Prompt → The answer should consist of every line in the material below that has the word "return".

-----

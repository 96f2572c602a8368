//! In-memory `EntityStore` backend.
//!
//! Records live in a `HashMap` behind a tokio `RwLock`. Each `save` runs
//! its version check and write under one write-lock acquisition, which
//! gives the per-record read-modify-write atomicity the identity core
//! relies on.

use std::collections::HashMap;
use std::sync::Arc;

use stafflink_types::{Clock, Principal, SystemClock};
use tokio::sync::RwLock;

use crate::{Entity, EntityStore, StoreError};

/// The lock-protected contents of a store.
struct Table<E: Entity> {
    records: HashMap<E::Id, E>,

    /// When set, the next save or delete fails with this backend message.
    fail_next_write: Option<String>,
}

/// A process-local store for one record type.
pub struct InMemoryStore<E: Entity> {
    table: RwLock<Table<E>>,
    clock: Arc<dyn Clock>,
}

impl<E: Entity> InMemoryStore<E> {
    /// Creates an empty store that stamps audits with system time.
    pub fn new() -> Self {
        Self::with_clock(Arc::new(SystemClock))
    }

    /// Creates an empty store that stamps audits with `clock`.
    pub fn with_clock(clock: Arc<dyn Clock>) -> Self {
        Self {
            table: RwLock::new(Table {
                records: HashMap::new(),
                fail_next_write: None,
            }),
            clock,
        }
    }

    /// Number of stored records.
    pub async fn len(&self) -> usize {
        self.table.read().await.records.len()
    }

    pub async fn is_empty(&self) -> bool {
        self.table.read().await.records.is_empty()
    }

    /// Makes the next `save` or `delete` fail with
    /// [`StoreError::Backend`]. Lets tests exercise collaborator failures.
    #[cfg(any(test, feature = "testing"))]
    pub async fn fail_next_write(&self, reason: impl Into<String>) {
        self.table.write().await.fail_next_write = Some(reason.into());
    }
}

impl<E: Entity> Default for InMemoryStore<E> {
    fn default() -> Self {
        Self::new()
    }
}

impl<E: Entity> EntityStore<E> for InMemoryStore<E> {
    async fn find_by_id(&self, id: E::Id) -> Result<Option<E>, StoreError> {
        Ok(self.table.read().await.records.get(&id).cloned())
    }

    async fn find_where<P>(&self, predicate: P) -> Result<Vec<E>, StoreError>
    where
        P: Fn(&E) -> bool + Send,
    {
        let table = self.table.read().await;
        Ok(table
            .records
            .values()
            .filter(|record| predicate(record))
            .cloned()
            .collect())
    }

    async fn save(
        &self,
        mut entity: E,
        actor: &Principal,
    ) -> Result<E, StoreError> {
        let mut table = self.table.write().await;
        if let Some(reason) = table.fail_next_write.take() {
            return Err(StoreError::Backend(reason));
        }

        let id = entity.id();
        let stored_version = table
            .records
            .get(&id)
            .map(|existing| existing.audit().version)
            .unwrap_or(0);

        if entity.audit().version != stored_version {
            return Err(StoreError::StaleVersion {
                kind: E::KIND,
                id: id.to_string(),
                expected: entity.audit().version,
                found: stored_version,
            });
        }

        let now = self.clock.now();
        let audit = entity.audit_mut();
        if !audit.is_persisted() {
            audit.created_at = Some(now);
            audit.created_by = Some(actor.username.clone());
        }
        audit.modified_at = Some(now);
        audit.modified_by = Some(actor.username.clone());
        audit.version = stored_version + 1;

        table.records.insert(id, entity.clone());
        tracing::debug!(kind = E::KIND, %id, version = stored_version + 1, "record saved");
        Ok(entity)
    }

    async fn delete(&self, id: E::Id) -> Result<(), StoreError> {
        let mut table = self.table.write().await;
        if let Some(reason) = table.fail_next_write.take() {
            return Err(StoreError::Backend(reason));
        }

        if table.records.remove(&id).is_none() {
            return Err(StoreError::NotFound {
                kind: E::KIND,
                id: id.to_string(),
            });
        }
        tracing::debug!(kind = E::KIND, %id, "record deleted");
        Ok(())
    }
}

// =========================================================================
// Tests
// =========================================================================
//! Top-level configuration.

use std::time::Duration;

use serde::{Deserialize, Serialize};
use stafflink_identity::CredentialConfig;
use stafflink_session::SessionConfig;

use crate::StafflinkError;

/// Everything [`IdentityCore`](crate::IdentityCore) needs to know.
///
/// All fields have defaults, so `{}` is a valid configuration.
///
/// ```rust
/// use stafflink::StafflinkConfig;
///
/// let config = StafflinkConfig::from_json_str(
///     r#"{ "session": { "idle_timeout_secs": 600 }, "reaper_interval_secs": 0 }"#,
/// )
/// .unwrap();
/// assert_eq!(config.session.idle_timeout_secs, 600);
/// assert!(config.reaper_interval().is_none());
/// ```
#[derive(Debug, Clone, PartialEq, Eq, Serialize, Deserialize)]
#[serde(default)]
pub struct StafflinkConfig {
    pub session: SessionConfig,
    pub credential: CredentialConfig,

    /// Seconds between sweeps of idle-expired sessions.
    ///
    /// Default: 60. Set to 0 to run without a background reaper.
    pub reaper_interval_secs: u64,
}

impl StafflinkConfig {
    /// Parses a JSON document. Missing fields take their defaults.
    pub fn from_json_str(json: &str) -> Result<Self, StafflinkError> {
        Ok(serde_json::from_str(json)?)
    }

    /// The reaper period, or `None` when the reaper is off.
    pub fn reaper_interval(&self) -> Option<Duration> {
        (self.reaper_interval_secs > 0).then(|| Duration::from_secs(self.reaper_interval_secs))
    }
}

impl Default for StafflinkConfig {
    fn default() -> Self {
        Self {
            session: SessionConfig::default(),
            credential: CredentialConfig::default(),
            reaper_interval_secs: 60,
        }
    }
}
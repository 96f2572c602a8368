//! Typed identifiers for accounts and employees.
//!
//! Both record kinds use UUIDs under the hood, but wrapping them in
//! distinct newtypes means an `EmployeeId` can never be passed where an
//! `AccountId` is expected. That matters a lot in this codebase: the
//! link manager juggles both kinds of id in the same function, and a
//! swapped argument would silently corrupt the Account ⇄ Employee link.

use std::fmt;

use serde::{Deserialize, Serialize};
use uuid::Uuid;

/// Unique, immutable identifier of an account (a user that can log in).
///
/// Assigned once when the account is created. `#[serde(transparent)]`
/// makes it serialize as the bare UUID string.
#[derive(
    Debug, Clone, Copy, PartialEq, Eq, PartialOrd, Ord, Hash, Serialize, Deserialize,
)]
#[serde(transparent)]
pub struct AccountId(pub Uuid);

impl AccountId {
    /// Generates a fresh random id.
    pub fn new() -> Self {
        Self(Uuid::new_v4())
    }
}

impl Default for AccountId {
    fn default() -> Self {
        Self::new()
    }
}

impl fmt::Display for AccountId {
    fn fmt(&self, f: &mut fmt::Formatter<'_>) -> fmt::Result {
        write!(f, "A-{}", self.0)
    }
}

/// Unique, immutable identifier of an employee record.
#[derive(
    Debug, Clone, Copy, PartialEq, Eq, PartialOrd, Ord, Hash, Serialize, Deserialize,
)]
#[serde(transparent)]
pub struct EmployeeId(pub Uuid);

impl EmployeeId {
    /// Generates a fresh random id.
    pub fn new() -> Self {
        Self(Uuid::new_v4())
    }
}

impl Default for EmployeeId {
    fn default() -> Self {
        Self::new()
    }
}

impl fmt::Display for EmployeeId {
    fn fmt(&self, f: &mut fmt::Formatter<'_>) -> fmt::Result {
        write!(f, "E-{}", self.0)
    }
}
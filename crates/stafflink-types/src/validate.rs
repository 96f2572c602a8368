//! Field rules for account data.

use std::sync::LazyLock;

use regex::Regex;

use crate::ValidationError;

pub const USERNAME_MIN_LEN: usize = 4;
pub const USERNAME_MAX_LEN: usize = 20;

/// local-part@domain.tld, no whitespace, at least one dot in the domain.
static EMAIL_RE: LazyLock<Regex> = LazyLock::new(|| {
    Regex::new(r"^[^@\s]+@[^@\s.]+(\.[^@\s.]+)+$").expect("email regex is valid")
});

/// Checks that a username is 4–20 characters long (counted in chars,
/// not bytes).
pub fn validate_username(username: &str) -> Result<(), ValidationError> {
    let len = username.chars().count();
    if !(USERNAME_MIN_LEN..=USERNAME_MAX_LEN).contains(&len) {
        return Err(ValidationError::UsernameLength {
            len,
            min: USERNAME_MIN_LEN,
            max: USERNAME_MAX_LEN,
        });
    }
    Ok(())
}

pub fn validate_email(email: &str) -> Result<(), ValidationError> {
    if EMAIL_RE.is_match(email) {
        Ok(())
    } else {
        Err(ValidationError::InvalidEmail(email.to_string()))
    }
}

-----

Answer to the exercise →
            return Err(StoreError::Backend(reason));
            return Err(StoreError::StaleVersion {
            return Err(StoreError::Backend(reason));
            return Err(StoreError::NotFound {
        return Err(ValidationError::UsernameLength {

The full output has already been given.